Omair Majid omajid at redhat.com
Fri Aug 23 21:09:38 UTC 2013


Hi,

The algorithm that OpenJDK uses to guess the local timezone ID on Linux
goes like this:

1. If TZ environment variable is set, use that
2. If /etc/timezone is readable, read the time zone from there
3. If /etc/localtime is a symlink, resolve that, and use the name to
guess the time zone.
4. Scan /usr/share/zoneinfo for a file whose contents match the contents
of /etc/localtime.

Step 4 (if it is ever reached) is probably going to lead to incorrect
results since there are a number of timezones that have the same
zoneinfo data (such as Europe/London and Europe/Belfast). So it seems
sensible to me to try and use additional sources to guess the timezone
ID before resorting to file content comparisons.
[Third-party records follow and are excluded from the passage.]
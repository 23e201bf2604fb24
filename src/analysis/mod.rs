//! Convergence tracking
//!
//! Iteration history, progress transitions, stop decisions and run summaries.

pub mod convergence;
pub mod types;

pub use convergence::{ConvergenceConfig, ConvergenceController};
pub use types::{
    IterationDecision, IterationInput, IterationRecord, ProgressState, ProgressStatus, RunStatus,
    RunSummary, StopReason,
};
The webrev adds a step between 2 and 3 that reads and parses
/etc/sysconfig/clock to extract the timezone:

http://cr.openjdk.java.net/~omajid/webrevs/timezone-read-sysconfig-clock/00/

This file exists on some Red Hat Enterprise Linux (and derivative)
distributions and contains contents that look this:

> # The time zone of the system is defined by the contents of /etc/localtime.
> # This file is only for evaluation by system-config-date, do not rely on its
> # contents elsewhere.
> ZONE="Europe/Zurich"

With this, we should be able to identify the exact timezone ID.